[Opening MATERIAL FOR THE TASK section]
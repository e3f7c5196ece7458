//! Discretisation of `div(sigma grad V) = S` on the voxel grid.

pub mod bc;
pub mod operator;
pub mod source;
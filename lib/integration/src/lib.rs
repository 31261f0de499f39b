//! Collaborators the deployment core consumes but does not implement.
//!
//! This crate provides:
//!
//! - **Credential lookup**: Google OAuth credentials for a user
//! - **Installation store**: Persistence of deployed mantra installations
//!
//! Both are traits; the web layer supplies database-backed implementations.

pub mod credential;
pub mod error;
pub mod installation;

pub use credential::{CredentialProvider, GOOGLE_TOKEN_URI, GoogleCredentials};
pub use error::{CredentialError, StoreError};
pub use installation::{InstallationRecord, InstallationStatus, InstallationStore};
[Closing MATERIAL FOR THE TASK section]
[Opening MATERIAL FOR THE TASK section]
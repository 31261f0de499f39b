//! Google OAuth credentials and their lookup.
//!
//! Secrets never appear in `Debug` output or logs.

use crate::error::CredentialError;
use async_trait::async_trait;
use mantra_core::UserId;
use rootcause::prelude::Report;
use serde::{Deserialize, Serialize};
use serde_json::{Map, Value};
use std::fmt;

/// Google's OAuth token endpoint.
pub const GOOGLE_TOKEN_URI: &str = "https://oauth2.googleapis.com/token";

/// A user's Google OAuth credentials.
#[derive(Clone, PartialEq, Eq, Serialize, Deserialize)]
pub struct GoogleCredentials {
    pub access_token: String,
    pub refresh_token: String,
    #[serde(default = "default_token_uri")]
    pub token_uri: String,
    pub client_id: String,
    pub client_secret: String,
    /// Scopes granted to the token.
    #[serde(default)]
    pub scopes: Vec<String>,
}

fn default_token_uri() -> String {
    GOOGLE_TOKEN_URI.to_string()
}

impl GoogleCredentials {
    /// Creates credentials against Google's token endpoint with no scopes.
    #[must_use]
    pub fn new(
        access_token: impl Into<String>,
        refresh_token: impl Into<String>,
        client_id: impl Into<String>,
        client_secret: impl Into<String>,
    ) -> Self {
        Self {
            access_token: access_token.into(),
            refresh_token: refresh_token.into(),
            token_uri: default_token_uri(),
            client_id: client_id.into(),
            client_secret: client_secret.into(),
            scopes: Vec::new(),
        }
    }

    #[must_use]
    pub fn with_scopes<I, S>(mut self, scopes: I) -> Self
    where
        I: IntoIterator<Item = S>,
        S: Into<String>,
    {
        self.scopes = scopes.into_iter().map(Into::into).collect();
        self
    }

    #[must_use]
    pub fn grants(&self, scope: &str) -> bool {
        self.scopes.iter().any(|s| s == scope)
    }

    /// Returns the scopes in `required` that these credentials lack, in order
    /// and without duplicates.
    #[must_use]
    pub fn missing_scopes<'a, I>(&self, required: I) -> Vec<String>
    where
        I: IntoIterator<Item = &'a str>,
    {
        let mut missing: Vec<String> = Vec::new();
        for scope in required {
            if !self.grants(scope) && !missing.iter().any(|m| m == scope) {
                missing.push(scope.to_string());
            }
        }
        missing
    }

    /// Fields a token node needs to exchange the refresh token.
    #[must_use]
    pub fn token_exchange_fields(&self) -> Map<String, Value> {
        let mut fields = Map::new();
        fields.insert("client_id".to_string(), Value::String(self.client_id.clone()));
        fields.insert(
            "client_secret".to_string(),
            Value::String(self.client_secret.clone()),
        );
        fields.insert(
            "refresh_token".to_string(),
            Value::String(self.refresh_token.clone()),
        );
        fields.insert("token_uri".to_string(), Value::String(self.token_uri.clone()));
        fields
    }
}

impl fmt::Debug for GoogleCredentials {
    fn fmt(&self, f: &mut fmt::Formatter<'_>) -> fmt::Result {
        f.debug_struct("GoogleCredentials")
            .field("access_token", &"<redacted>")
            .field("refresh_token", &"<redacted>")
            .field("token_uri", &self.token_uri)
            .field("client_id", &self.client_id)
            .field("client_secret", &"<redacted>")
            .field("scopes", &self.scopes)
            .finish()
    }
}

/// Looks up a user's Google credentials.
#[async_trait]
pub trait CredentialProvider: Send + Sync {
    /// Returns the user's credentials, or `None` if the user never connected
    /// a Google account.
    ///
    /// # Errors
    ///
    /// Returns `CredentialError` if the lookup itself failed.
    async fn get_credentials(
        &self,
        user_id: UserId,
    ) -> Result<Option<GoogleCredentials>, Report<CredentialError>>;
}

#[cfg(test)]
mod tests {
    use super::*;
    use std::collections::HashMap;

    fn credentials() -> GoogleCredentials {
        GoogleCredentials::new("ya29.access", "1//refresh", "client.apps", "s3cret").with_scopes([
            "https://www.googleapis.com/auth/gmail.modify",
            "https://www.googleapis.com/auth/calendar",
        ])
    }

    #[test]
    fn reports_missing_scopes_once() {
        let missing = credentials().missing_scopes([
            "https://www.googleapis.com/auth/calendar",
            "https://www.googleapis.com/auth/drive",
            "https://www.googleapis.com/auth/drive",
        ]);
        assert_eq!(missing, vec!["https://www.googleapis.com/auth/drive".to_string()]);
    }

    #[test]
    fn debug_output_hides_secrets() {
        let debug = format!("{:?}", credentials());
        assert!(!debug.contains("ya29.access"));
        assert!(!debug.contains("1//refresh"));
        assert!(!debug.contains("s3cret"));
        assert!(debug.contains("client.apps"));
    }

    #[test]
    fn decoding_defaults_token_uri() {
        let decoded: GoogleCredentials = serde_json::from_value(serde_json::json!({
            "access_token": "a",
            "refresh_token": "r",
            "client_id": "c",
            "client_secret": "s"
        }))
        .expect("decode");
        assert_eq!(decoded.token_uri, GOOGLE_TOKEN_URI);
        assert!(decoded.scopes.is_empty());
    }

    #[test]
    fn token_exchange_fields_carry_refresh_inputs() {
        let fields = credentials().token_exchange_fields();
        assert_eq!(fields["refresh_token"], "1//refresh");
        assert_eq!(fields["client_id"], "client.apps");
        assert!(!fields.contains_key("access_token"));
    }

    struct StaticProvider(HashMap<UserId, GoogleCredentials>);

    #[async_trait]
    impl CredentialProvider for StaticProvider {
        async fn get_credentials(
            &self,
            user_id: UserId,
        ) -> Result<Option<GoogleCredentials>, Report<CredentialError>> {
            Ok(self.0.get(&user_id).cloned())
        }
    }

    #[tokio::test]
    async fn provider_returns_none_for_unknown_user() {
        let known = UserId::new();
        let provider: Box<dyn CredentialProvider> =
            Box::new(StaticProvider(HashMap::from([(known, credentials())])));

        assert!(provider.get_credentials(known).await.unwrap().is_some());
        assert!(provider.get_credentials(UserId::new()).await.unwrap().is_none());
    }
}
[Closing MATERIAL FOR THE TASK section]
Beginning at the line above with "repository e3f7c5196ece7458" and finishing at the line with "filename lib/integration/src/lib.rs", return each line exactly and return nothing else.

• **TASK SOLUTION**
repository e3f7c5196ece7458
//! Discretisation of `div(sigma grad V) = S` on the voxel grid.

pub mod bc;
pub mod operator;
pub mod source;
filename lib/integration/src/lib.rs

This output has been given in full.